The basic contention leading to the minimum wage increase is that hundreds of
thousands of hardworking U.S. employees are not earning enough to support
themselves and their families. Analysing the prevailing rates of food,
transportation, housing and other basic necessities, some economists suggest a
single adult today needs to earn not less than $11.82 per hour. This rate might
even go up to $14.03 per hour in cases of families with four members even with
two working parents. It can be expected that US labor will now look towards federal labor law posters with more
confidence knowing that it is going to protect their interests better.
Experts identify that minimum wage has been losing
out its value year on year on account of congressional and legislative
inaction. Going back the study the conditions during 1968, the federal minimum
wage facilitated the highest buying power. If those levels need to be matched
today, minimum wage must be raised to $10.55/hour. While it is very hard to
live on minimum wages, if no action is taken, it might add more bruises to the
existing injuries. The only way out that can yield concrete results can happen
through legislative measures and this forms the basis for the hike in minimum
wage proposed by President Obama.
The
President's proposed $9.00/hour federal minimum means that there would be a 24%
increase from the present rate of $7.25. Notably, this will be the first ever
increase in the minimum wage over the past four years, and the second over the
past 14 years. Estimates show that if put to work, the proposed minimum wage
increase will result in a condition that prevailed during 1980s while adjusted for
inflation. The rates will be adjusted annually considering the inflation.

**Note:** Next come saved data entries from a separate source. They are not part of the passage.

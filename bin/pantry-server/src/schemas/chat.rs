use pantry_core::{ChatSession, Message, RecipePreferences, Role, UserTurn};
use serde::{Deserialize, Serialize};
use utoipa::ToSchema;

/// Response body for `POST /api/chat/create`.
#[derive(Debug, Clone, Serialize, Deserialize, ToSchema)]
#[serde(rename_all = "camelCase")]
pub struct CreateChatResponse {
    pub success: bool,
    pub chat_id: String,
    pub message: String,
}

/// Optional recipe preferences.
#[derive(Debug, Clone, Default, Serialize, Deserialize, ToSchema)]
#[serde(rename_all = "camelCase")]
pub struct PreferencesBody {
    /// Dietary restrictions, e.g. `["vegan"]`.
    #[serde(default)]
    pub dietary: Option<Vec<String>>,
    #[serde(default)]
    pub cuisine: Option<String>,
    #[serde(default)]
    pub difficulty: Option<String>,
    /// Maximum total time in minutes.
    #[serde(default)]
    pub max_time: Option<u32>,
}

/// Request body for `POST /api/chat/{chatId}/message`.
#[derive(Debug, Clone, Serialize, Deserialize, ToSchema)]
#[serde(rename_all = "camelCase")]
pub struct SendMessageRequest {
    /// Free-form user text.
    #[serde(default)]
    pub message: String,
    /// Ingredients to cook with; when empty the assistant asks for some.
    #[serde(default)]
    pub ingredients: Option<Vec<String>>,
    #[serde(default)]
    pub preferences: Option<PreferencesBody>,
}

/// Request body for `POST /api/chat/{chatId}/refine`.
#[derive(Debug, Clone, Serialize, Deserialize, ToSchema)]
#[serde(rename_all = "camelCase")]
pub struct RefineRequest {
    /// What to change about the recipe.
    pub feedback: String,
    /// Recipe text to refine; defaults to the latest assistant message.
    #[serde(default)]
    pub recipe: Option<String>,
}

#[derive(Debug, Clone, Serialize, Deserialize, ToSchema)]
#[serde(rename_all = "camelCase")]
pub struct MessageResponse {
    pub id: String,
    pub chat_id: String,
    /// `"user"`, `"assistant"`, or `"system"`.
    pub role: String,
    pub content: String,
    #[serde(skip_serializing_if = "Option::is_none")]
    pub ingredients: Option<Vec<String>>,
    #[serde(skip_serializing_if = "Option::is_none")]
    pub images: Option<Vec<String>>,
    /// RFC 3339 creation time.
    pub timestamp: String,
}

/// Response body for the message and refine routes.
#[derive(Debug, Clone, Serialize, Deserialize, ToSchema)]
pub struct SendMessageResponse {
    pub success: bool,
    pub message: MessageResponse,
}

/// Response body for `GET /api/chat/{chatId}/history`.
#[derive(Debug, Clone, Serialize, Deserialize, ToSchema)]
pub struct HistoryResponse {
    pub success: bool,
    pub messages: Vec<MessageResponse>,
}

impl From<PreferencesBody> for RecipePreferences {
    fn from(p: PreferencesBody) -> Self {
        RecipePreferences {
            dietary: p.dietary,
            cuisine: p.cuisine,
            difficulty: p.difficulty,
            max_time: p.max_time,
        }
    }
}

impl From<SendMessageRequest> for UserTurn {
    fn from(req: SendMessageRequest) -> Self {
        UserTurn {
            message: req.message,
            ingredients: req.ingredients,
            preferences: req.preferences.map(Into::into),
        }
    }
}

impl CreateChatResponse {
    pub fn created(session: &ChatSession) -> Self {
        Self {
            success: true,
            chat_id: session.id.clone(),
            message: "Chat session created".to_owned(),
        }
    }
}

impl From<Message> for MessageResponse {
    fn from(m: Message) -> Self {
        let role = match m.role {
            Role::User => "user",
            Role::Assistant => "assistant",
            Role::System => "system",
        };
        MessageResponse {
            id: m.id,
            chat_id: m.chat_id,
            role: role.to_owned(),
            content: m.content,
            ingredients: m.ingredients,
            images: m.images,
            timestamp: m.timestamp.to_rfc3339(),
        }
    }
}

The implications of the minimum wage increase can
be noted both in the positive as well as in the negative sides. The contention
that this measure will cost jobs does not seem to happen practically. While
this happened last time in 2005, ironically, there was a net increase in jobs.
On the other hand, minimum wage increase will mean the low-wage workers can be
a part of the nation’s economic recovery. This can be understood in this way.
Every increase in the minimum wage will consequently boost up the consumer
spending over the following year, which will be a good sign for the nation’s
overall economy. Rep. Edwards of Roc states raising the minimum wage will help
stabilize businesses besides getting employees out of poverty. This will also
pave a path to millions of Americans to become the middle class.
Why the principal objective of the increase in
minimum wages is not realised often could be due to poor targeting. This means
that about 60 percent of people below poverty line does not work and therefore
not able to access the benefits of the said raise. In several cases, it is not
uncommon that layoffs and reduction in working hours could mean the take-home
gets less rather than more. Therefore, a careful analysis of the situation
across the nation needs to be studied considering the holistic picture and
weighing both the sides objectively. The implication is that mere legislative
measure will do no good unless the implementation is practically studied,
observed and regulated to achieve what we want through minimum wage raise.